----- Record set
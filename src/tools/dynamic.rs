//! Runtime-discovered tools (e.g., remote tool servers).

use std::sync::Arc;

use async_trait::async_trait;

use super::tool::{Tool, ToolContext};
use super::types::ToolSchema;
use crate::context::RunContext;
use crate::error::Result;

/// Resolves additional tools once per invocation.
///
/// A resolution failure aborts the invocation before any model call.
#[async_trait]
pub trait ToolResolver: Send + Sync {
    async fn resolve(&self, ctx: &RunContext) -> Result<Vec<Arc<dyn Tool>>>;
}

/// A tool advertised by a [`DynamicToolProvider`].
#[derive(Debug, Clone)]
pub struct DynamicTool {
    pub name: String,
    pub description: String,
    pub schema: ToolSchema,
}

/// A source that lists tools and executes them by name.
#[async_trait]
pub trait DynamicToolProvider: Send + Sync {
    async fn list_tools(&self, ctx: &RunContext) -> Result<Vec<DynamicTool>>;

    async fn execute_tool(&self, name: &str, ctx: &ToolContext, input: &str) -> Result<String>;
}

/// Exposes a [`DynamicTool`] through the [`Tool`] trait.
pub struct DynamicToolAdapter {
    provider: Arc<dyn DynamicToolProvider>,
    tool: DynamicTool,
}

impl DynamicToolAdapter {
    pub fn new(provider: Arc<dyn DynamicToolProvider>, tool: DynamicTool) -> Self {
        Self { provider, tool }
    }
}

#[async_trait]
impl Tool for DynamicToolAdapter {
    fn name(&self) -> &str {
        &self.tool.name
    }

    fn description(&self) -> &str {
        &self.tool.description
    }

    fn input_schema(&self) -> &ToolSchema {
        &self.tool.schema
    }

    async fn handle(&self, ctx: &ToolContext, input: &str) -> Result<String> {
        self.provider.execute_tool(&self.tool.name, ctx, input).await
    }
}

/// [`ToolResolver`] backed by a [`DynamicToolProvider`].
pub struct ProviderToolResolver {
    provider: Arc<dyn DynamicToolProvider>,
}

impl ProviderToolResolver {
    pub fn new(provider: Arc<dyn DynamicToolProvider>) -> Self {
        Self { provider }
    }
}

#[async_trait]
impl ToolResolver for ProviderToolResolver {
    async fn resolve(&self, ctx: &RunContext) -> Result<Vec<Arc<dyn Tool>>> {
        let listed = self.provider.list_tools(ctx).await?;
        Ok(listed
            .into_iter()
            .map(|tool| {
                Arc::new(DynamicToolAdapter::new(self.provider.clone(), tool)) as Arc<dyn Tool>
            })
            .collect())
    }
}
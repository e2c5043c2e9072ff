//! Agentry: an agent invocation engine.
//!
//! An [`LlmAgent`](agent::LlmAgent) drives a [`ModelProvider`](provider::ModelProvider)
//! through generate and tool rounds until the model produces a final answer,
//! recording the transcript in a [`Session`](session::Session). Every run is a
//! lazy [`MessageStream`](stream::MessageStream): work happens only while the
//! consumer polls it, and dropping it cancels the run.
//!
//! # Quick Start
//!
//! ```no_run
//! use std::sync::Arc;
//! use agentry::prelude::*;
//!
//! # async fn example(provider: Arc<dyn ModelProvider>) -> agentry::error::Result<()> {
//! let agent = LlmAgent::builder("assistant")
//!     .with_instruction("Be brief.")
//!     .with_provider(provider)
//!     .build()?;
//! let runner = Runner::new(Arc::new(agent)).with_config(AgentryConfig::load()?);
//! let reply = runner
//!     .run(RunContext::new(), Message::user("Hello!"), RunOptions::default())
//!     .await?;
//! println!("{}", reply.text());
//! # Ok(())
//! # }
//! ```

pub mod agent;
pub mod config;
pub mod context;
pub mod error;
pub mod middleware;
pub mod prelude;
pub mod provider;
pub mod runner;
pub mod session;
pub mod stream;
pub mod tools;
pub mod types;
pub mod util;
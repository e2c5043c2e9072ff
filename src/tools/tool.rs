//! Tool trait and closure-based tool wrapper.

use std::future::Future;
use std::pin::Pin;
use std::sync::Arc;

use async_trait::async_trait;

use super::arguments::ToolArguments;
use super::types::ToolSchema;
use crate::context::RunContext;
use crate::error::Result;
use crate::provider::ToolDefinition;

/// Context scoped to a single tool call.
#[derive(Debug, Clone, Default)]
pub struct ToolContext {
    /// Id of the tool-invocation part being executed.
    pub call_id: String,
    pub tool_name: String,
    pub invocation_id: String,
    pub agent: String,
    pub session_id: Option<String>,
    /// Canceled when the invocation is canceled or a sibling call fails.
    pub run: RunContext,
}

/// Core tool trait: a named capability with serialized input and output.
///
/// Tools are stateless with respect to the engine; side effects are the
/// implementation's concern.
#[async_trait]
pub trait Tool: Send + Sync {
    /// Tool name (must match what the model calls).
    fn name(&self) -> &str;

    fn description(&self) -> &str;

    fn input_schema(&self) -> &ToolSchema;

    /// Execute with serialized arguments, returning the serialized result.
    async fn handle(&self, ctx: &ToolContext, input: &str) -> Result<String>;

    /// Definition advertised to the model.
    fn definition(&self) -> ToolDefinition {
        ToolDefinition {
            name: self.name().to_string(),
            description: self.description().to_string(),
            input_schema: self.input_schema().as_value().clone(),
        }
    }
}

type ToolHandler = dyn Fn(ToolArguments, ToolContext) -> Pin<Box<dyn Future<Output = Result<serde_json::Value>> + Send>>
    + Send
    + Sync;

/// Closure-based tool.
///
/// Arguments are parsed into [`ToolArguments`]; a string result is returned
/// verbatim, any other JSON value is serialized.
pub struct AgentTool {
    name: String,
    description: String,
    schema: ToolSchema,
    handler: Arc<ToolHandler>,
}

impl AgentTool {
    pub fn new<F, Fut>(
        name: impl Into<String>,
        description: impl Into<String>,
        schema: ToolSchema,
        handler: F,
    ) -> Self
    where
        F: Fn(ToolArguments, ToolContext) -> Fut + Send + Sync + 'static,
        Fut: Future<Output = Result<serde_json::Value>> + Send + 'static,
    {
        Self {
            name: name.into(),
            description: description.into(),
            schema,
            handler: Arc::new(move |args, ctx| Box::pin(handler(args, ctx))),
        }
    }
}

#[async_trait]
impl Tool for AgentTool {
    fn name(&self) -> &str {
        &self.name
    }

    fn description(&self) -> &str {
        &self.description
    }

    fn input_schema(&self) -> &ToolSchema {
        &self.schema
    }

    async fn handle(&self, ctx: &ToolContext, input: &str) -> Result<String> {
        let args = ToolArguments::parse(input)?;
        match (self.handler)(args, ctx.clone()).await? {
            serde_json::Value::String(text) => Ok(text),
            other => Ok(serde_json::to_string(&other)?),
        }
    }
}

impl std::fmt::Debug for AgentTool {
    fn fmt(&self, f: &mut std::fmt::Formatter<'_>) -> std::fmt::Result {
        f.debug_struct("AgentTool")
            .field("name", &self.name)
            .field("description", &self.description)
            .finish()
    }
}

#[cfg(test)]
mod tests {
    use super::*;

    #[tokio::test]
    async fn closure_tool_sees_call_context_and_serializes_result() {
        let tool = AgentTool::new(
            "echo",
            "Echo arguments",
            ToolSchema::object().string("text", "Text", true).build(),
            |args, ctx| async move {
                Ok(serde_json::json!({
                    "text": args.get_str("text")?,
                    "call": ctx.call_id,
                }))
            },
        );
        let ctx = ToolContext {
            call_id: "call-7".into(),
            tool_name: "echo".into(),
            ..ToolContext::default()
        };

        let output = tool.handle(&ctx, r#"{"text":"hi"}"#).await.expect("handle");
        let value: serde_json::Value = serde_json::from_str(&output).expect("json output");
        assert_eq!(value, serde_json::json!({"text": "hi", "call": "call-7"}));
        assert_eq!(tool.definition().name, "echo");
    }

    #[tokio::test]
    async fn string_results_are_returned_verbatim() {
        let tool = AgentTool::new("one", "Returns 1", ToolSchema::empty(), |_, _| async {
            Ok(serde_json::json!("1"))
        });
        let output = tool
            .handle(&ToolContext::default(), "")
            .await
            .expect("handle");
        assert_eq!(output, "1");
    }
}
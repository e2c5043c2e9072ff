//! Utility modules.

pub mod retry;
----------
### Task description
After checking the entries, state how many lines contain "super", and write nothing but the number.

### Output for this exercise
5